» **PROBLEM**:
Scan the records for "else" and copy each line that contains it.

» **PROVIDED RECORDS**:

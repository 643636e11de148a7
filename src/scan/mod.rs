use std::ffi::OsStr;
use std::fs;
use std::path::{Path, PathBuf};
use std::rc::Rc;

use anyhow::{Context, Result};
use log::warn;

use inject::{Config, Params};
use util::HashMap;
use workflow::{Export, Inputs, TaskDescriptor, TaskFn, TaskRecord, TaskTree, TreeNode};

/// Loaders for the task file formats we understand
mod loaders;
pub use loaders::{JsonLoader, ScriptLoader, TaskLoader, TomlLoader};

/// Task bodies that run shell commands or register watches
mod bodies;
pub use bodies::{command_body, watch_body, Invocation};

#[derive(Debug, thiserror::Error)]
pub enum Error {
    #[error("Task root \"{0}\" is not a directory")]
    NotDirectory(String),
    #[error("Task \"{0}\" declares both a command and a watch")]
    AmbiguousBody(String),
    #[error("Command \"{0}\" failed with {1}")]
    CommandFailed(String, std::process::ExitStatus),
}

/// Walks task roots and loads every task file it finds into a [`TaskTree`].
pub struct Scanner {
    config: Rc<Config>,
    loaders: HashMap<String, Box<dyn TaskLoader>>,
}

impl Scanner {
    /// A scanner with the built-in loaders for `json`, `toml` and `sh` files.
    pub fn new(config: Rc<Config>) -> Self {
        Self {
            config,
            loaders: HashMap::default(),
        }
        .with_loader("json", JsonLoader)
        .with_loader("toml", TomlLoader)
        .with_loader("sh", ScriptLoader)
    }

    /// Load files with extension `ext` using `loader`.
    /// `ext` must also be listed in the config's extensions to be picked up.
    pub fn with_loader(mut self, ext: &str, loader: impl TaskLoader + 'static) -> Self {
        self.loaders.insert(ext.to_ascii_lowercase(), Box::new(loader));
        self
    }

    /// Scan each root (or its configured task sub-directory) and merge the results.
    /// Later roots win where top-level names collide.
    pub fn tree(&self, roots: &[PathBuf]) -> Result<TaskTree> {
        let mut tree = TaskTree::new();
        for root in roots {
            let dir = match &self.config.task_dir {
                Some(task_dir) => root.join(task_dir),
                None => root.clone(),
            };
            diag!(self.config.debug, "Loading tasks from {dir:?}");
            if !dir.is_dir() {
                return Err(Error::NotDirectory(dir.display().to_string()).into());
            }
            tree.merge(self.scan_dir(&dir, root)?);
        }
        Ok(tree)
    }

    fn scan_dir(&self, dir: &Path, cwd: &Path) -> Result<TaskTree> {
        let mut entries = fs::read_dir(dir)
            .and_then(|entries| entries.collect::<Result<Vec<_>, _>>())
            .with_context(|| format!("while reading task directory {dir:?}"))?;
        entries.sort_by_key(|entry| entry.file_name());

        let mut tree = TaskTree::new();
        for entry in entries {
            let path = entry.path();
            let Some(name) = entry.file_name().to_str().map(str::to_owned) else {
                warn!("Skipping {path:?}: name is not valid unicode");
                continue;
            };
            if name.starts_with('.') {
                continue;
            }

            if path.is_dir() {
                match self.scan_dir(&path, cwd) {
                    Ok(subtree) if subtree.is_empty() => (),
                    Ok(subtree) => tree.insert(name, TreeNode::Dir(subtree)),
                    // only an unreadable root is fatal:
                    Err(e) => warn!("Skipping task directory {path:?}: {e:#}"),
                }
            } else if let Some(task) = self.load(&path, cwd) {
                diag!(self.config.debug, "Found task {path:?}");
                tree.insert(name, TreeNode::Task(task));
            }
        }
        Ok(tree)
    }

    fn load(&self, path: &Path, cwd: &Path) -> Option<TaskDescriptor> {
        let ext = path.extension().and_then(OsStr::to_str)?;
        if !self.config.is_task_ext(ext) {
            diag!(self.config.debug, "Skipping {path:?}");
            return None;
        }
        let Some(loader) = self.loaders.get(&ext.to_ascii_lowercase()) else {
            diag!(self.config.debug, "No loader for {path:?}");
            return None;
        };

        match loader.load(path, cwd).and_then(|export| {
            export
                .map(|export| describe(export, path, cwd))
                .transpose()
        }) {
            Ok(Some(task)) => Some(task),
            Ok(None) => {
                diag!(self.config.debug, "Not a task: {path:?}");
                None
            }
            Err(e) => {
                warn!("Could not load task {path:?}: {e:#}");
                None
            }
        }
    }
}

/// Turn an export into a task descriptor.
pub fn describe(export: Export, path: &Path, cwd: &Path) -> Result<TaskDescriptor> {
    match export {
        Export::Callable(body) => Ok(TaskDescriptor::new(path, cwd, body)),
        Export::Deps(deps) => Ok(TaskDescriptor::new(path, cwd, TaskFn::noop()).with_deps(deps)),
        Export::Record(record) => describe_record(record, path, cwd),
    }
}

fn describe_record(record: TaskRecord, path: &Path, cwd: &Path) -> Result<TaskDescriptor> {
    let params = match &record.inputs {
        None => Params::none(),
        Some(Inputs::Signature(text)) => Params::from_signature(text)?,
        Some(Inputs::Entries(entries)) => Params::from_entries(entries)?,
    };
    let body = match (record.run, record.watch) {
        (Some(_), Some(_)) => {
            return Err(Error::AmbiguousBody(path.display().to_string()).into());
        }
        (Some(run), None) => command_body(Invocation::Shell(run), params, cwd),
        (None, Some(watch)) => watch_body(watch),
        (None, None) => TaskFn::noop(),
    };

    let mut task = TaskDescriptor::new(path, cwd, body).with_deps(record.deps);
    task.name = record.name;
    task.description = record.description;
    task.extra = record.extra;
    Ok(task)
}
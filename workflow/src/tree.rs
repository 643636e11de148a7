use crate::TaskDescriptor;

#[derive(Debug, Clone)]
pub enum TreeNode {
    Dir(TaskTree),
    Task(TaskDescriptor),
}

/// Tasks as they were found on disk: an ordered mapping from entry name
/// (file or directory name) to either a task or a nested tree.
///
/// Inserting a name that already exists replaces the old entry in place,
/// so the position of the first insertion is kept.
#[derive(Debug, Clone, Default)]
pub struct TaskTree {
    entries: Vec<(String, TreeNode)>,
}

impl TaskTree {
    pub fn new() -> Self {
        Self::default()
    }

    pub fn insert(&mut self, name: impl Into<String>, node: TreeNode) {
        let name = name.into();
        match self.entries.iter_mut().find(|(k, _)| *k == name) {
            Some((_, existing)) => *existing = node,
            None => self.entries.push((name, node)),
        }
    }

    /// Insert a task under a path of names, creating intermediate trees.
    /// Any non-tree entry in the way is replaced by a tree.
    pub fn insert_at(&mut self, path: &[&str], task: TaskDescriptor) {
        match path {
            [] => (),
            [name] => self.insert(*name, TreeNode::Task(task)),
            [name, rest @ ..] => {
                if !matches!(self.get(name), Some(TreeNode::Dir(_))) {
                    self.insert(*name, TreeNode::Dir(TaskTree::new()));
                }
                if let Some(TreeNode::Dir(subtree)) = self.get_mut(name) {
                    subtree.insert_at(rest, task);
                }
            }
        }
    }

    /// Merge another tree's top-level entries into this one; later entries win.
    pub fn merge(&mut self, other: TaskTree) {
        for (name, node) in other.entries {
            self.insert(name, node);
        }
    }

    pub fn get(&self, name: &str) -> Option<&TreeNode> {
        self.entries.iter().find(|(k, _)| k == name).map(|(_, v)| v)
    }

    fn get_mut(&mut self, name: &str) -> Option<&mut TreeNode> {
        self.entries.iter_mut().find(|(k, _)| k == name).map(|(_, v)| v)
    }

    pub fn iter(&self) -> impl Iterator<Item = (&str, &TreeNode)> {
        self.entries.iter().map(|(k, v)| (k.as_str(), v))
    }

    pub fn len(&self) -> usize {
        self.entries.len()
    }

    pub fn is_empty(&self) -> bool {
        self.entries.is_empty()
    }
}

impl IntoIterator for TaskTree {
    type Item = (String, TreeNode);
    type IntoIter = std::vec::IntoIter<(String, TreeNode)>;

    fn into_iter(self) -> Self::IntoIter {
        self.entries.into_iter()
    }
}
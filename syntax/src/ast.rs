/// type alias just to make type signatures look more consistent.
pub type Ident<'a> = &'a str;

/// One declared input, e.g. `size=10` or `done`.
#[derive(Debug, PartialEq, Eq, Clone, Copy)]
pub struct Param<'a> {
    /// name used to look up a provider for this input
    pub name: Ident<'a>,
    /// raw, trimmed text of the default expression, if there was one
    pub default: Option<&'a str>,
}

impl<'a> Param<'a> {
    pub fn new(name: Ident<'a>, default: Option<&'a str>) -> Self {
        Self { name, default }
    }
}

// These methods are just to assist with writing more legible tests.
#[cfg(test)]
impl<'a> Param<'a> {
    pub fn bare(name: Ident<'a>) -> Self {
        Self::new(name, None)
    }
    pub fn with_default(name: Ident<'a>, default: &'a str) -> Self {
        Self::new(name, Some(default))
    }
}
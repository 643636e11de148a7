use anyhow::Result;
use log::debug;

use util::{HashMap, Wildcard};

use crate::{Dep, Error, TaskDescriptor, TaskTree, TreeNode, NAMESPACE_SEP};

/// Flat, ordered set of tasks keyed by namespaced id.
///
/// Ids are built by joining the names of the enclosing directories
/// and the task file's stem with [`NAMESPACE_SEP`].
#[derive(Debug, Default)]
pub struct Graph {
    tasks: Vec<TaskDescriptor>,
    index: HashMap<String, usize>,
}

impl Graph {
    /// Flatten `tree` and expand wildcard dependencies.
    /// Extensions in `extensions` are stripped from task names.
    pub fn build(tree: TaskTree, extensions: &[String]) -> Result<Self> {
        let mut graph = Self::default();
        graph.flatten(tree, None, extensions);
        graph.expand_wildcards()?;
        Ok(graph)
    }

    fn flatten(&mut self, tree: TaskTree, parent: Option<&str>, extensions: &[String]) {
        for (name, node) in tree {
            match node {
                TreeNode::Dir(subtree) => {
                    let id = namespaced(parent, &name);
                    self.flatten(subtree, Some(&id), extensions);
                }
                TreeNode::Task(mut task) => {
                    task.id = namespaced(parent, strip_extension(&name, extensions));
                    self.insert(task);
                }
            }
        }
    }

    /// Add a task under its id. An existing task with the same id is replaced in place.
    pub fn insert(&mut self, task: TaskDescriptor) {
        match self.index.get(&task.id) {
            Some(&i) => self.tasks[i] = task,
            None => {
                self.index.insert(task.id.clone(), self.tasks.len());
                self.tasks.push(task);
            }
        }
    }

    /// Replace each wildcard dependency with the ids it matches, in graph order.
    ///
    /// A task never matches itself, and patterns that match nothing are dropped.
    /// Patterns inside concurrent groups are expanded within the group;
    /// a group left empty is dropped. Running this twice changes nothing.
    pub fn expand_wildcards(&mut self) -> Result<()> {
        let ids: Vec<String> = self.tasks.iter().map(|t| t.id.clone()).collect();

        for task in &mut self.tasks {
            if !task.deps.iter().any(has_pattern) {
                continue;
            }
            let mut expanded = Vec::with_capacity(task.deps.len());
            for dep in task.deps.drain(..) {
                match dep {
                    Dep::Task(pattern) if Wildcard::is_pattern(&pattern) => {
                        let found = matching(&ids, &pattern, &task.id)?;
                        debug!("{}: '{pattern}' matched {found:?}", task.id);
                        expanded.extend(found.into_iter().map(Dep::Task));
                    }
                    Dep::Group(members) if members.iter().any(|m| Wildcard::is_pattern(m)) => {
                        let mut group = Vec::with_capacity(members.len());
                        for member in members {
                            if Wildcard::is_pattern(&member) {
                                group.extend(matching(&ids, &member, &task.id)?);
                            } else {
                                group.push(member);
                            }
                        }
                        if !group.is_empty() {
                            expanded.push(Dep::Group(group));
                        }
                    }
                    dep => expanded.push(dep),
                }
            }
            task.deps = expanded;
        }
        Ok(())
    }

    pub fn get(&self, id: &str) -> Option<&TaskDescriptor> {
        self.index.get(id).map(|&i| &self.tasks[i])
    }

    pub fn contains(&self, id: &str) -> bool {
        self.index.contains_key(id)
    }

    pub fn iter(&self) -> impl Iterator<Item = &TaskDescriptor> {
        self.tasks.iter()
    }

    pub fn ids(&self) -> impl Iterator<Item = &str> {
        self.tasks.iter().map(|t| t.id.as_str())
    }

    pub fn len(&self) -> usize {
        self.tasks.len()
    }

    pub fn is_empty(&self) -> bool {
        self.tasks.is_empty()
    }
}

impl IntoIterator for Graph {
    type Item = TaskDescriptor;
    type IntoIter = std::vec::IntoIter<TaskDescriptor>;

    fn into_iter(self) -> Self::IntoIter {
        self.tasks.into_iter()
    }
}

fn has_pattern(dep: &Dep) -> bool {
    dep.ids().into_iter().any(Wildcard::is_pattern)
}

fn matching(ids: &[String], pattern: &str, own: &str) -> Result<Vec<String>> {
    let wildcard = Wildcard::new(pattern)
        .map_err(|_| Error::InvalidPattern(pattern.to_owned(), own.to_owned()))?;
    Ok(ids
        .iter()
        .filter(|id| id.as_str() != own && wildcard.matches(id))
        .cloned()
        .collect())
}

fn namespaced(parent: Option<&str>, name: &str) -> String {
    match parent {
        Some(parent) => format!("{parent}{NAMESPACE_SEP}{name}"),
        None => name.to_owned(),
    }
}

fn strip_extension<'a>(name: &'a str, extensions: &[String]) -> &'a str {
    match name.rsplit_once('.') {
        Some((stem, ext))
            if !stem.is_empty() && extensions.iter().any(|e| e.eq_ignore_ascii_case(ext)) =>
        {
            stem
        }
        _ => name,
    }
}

» **FINISHED EXERCISE**:
            let Some(name) = entry.file_name().to_str().map(str::to_owned) else {
            } else if let Some(task) = self.load(&path, cwd) {
        let Some(loader) = self.loaders.get(&ext.to_ascii_lowercase()) else {
                            } else {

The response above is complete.